New developers need to know SO MUCH stuff that I wonder how its possible to get anything done without four years intensive learning and practical experience under your belt.
======
thebigspacefuck
If you're having fun, seeing the possibilities instead of limitations, eager
to experiment and learn, then you won't even notice. Find what you can do, do
it well, learn how you can do it better, and it will all come into place.

I've heard it said that software development knowledge has a half-life of 3
years. That means you'll forget half of what you learned 3 years ago. That
means half of the stacks that are relevant today are going to be gone in 3
years. What doesn't leave is your ability to learn, how you do things, your
approach to problems and your priority.

Keep dreaming and visualizing what you want to create. You may not see how
what you're doing today is ever going to materialize into something, but at
some point everything will click and you'll be building what you want.

------
xennan
Actually I think starting with programming is easier than ever. When I started
programming there was no Google, no stackoverflow.com, there weren't even
decent IDE's.

Modern languages like C# or Python are powerful and easy to learn.

For JavaScript you just need a text editor and a browser. But then, I think
that JavaScript is not that suitable for a beginner because It has some nasty
gotcha's and it fails easily without an error.

But it is true, the learning never stops, there are always new tools to
discover.

------
tejasgarde
Software development requires continuous learning it may be new
technology/language methodology or a complete new platform so Why only 4 Years
, In my opinion as software developer you are a student always, you need to
continuously increase your knowledge and its practical implementation;
technology comes and goes so you need to be adaptive.Yes it always takes some
practice experience to build something valuable but you can always start with
something very little and working and then build as you improve your knowledge
and skills. So be open minded learn something new every day and build valuable
things.

------
davelnewton
You don't start off having to know everything.

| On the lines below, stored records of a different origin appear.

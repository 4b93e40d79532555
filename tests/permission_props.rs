//! Property-based tests for permission filtering and parameter validation.

use payment_tools::dispatch::prepare_call;
use payment_tools::tools::{Operation, Resource, ToolEntry};
use payment_tools::types::CustomerBinding;
use payment_tools::{Context, Error, PermissionConfig, ToolRegistry};
use proptest::prelude::*;
use serde_json::{json, Value};

fn all_pairs() -> Vec<(Resource, Operation)> {
    Resource::ALL
        .iter()
        .flat_map(|r| Operation::ALL.iter().map(move |o| (*r, *o)))
        .collect()
}

fn permission_strategy() -> impl Strategy<Value = PermissionConfig> {
    let pairs = all_pairs();
    prop::collection::vec(any::<bool>(), pairs.len()).prop_map(move |mask| {
        let mut config = PermissionConfig::new();
        for (granted, (resource, operation)) in mask.into_iter().zip(pairs.iter()) {
            if granted {
                config.grant(*resource, *operation);
            }
        }
        config
    })
}

fn authorized(tool: &ToolEntry, config: &PermissionConfig) -> bool {
    tool.actions
        .iter()
        .all(|(r, ops)| ops.iter().all(|o| config.allows(*r, *o)))
}

/// Smallest valid parameter set for each built-in tool.
fn minimal_params(method: &str) -> Value {
    match method {
        "create_customer" => json!({"name": "A"}),
        "create_product" => json!({"name": "Widget"}),
        "create_price" => json!({"product": "prod_1", "unit_amount": 100, "currency": "usd"}),
        "create_payment_link" => json!({"price": "price_1", "quantity": 1}),
        "create_invoice" => json!({"customer": "cus_1"}),
        "create_invoice_item" => json!({"customer": "cus_1", "price": "price_1", "invoice": "in_1"}),
        "finalize_invoice" => json!({"invoice": "in_1"}),
        "create_refund" => json!({"payment_intent": "pi_1"}),
        "cancel_subscription" => json!({"subscription": "sub_1"}),
        _ => json!({}),
    }
}

proptest! {
    #[test]
    fn filter_matches_pairwise_authorization(config in permission_strategy()) {
        let registry = ToolRegistry::builtin().unwrap();
        let filtered: Vec<&str> = registry
            .filter(Some(&config))
            .iter()
            .map(|t| t.method.as_str())
            .collect();
        let expected: Vec<&str> = registry
            .list()
            .iter()
            .filter(|t| authorized(t, &config))
            .map(|t| t.method.as_str())
            .collect();
        prop_assert_eq!(filtered, expected);
    }

    #[test]
    fn dispatch_gate_agrees_with_filter(config in permission_strategy()) {
        let registry = ToolRegistry::builtin().unwrap();
        let visible: Vec<&str> = registry
            .filter(Some(&config))
            .iter()
            .map(|t| t.method.as_str())
            .collect();
        let ctx = Context::new().with_permissions(config);

        for tool in registry.list() {
            let method = tool.method.as_str();
            let result = prepare_call(
                &registry,
                CustomerBinding::Require,
                method,
                &minimal_params(method),
                &ctx,
            );
            if visible.contains(&method) {
                prop_assert!(result.is_ok(), "{} rejected: {:?}", method, result.err());
            } else {
                let denied = matches!(result, Err(Error::PermissionDenied { .. }));
                prop_assert!(denied, "{} was not denied", method);
            }
        }
    }

    #[test]
    fn dropping_a_required_field_names_it(tool_index in 0usize..13, pick in any::<prop::sample::Index>()) {
        let registry = ToolRegistry::builtin().unwrap();
        let tool = &registry.list()[tool_index];
        let required: Vec<&str> = tool
            .parameters
            .params()
            .iter()
            .filter(|p| p.is_required())
            .map(|p| p.name.as_str())
            .collect();
        prop_assume!(!required.is_empty());

        let dropped = required[pick.index(required.len())];
        let mut params = minimal_params(tool.method.as_str());
        if let Some(map) = params.as_object_mut() {
            map.remove(dropped);
        }

        match tool.parameters.validate(&params) {
            Err(Error::Validation { field, .. }) => prop_assert_eq!(field, dropped),
            other => prop_assert!(false, "expected validation error, got {:?}", other),
        }
    }

    #[test]
    fn valid_params_pass_unchanged(tool_index in 0usize..13) {
        let registry = ToolRegistry::builtin().unwrap();
        let tool = &registry.list()[tool_index];
        let params = minimal_params(tool.method.as_str());

        let validated = tool.parameters.validate(&params);
        prop_assert!(validated.is_ok());
        if let Ok(validated) = validated {
            prop_assert_eq!(validated.into_value(), params);
        }
    }

    #[test]
    fn absent_permissions_allow_everything(tool_index in 0usize..13) {
        let registry = ToolRegistry::builtin().unwrap();
        let tool = &registry.list()[tool_index];
        let method = tool.method.as_str();
        let result = prepare_call(
            &registry,
            CustomerBinding::Require,
            method,
            &minimal_params(method),
            &Context::new(),
        );
        prop_assert!(result.is_ok());
    }
}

You start off picking off small problems that don't require deep knowledge of
an entire stack.

 _Then_ you have to know everything: there's no question a full-stack dev has
to know a stupid amount of stuff. I've drawn a line at all but the basics of
devops; it's not something I'm interested in, and even though it's important,
it won't be where I focus much attention.

------
CryptcWriter
I think development of software will continue to get "easier" as languages,
technologies and ideas evolve. I think over time these technologies will get
to the stage where you barely have to think about the technology in use, and
rather just focus on the problem at hand/what you want to build; this really
is currently the case only after years (or decades) of experience and
purposeful practice.

The current development of software does require a lot of knowledge to break
into the market; however this also means that software development is a
skilled profession which leads to higher than average salaries.

I would also add that we are seeing people enter the software/web dev market
without a 4 year degree. A lot of people that I know have done 2 year diplomas
and even compressed 4 month "bootcamp" style programs

------
theideasmith
It is true that to succeed the modern developer requires an enormous skillset.
At the same time, everything is so accessible because of places like Github,
IRC channels. There are a wealth of tutorials covering every topic imaginable,
sites like StackOverflow giving you the opportunity to have your problems
solved, and a community of developers who truly want to help fellow
developers.

Because everything changes so fast in software, in the developer DNA must be
built in the ability to master new concepts and apply them very quickly. You
build a solid foundation and can apply it everywhere. Additionally, in
software development, you reinforce the skills that are important because you
use them. You learn as you go and must always be learning.

And for some perspective, think about how relatively easy it is to become a
developer vs. getting a PhD.

------
27182818284
Absolutely.

It especially hits when you try to teach someone new how to do something. It
is terrifically easy to open notepad and show them how to make a <p> tag, but
the curve then climbs quickly. Stuff that I take for granted I didn't really
realize until I was teaching someone—I had to introduce them to browser's
developer tools, what caching is, and hey what are these status codes anyway,
etc. On top of that, deployment seems harder these days for new folks.

I actually have high hopes for Meteor JS simplifying some of this. Thus far
I've noticed that people really like being able to do "create" and "deploy"
and have a working URL they can share with a friend.

------
richerlariviere
You can keep your software development workflow simple. Example: You could do
a website using Html5, CSS3 and Old-school Javscript or you could use all the
tools like grunt, bower, CoffeeScript, SASS (or LESS) etc... It depends on the
level of engineering you want to put into your project.

------
Avalaxy
> four years intensive learning and practical experience under your belt.

You're not even finished after four years. In fact, you're merely starting.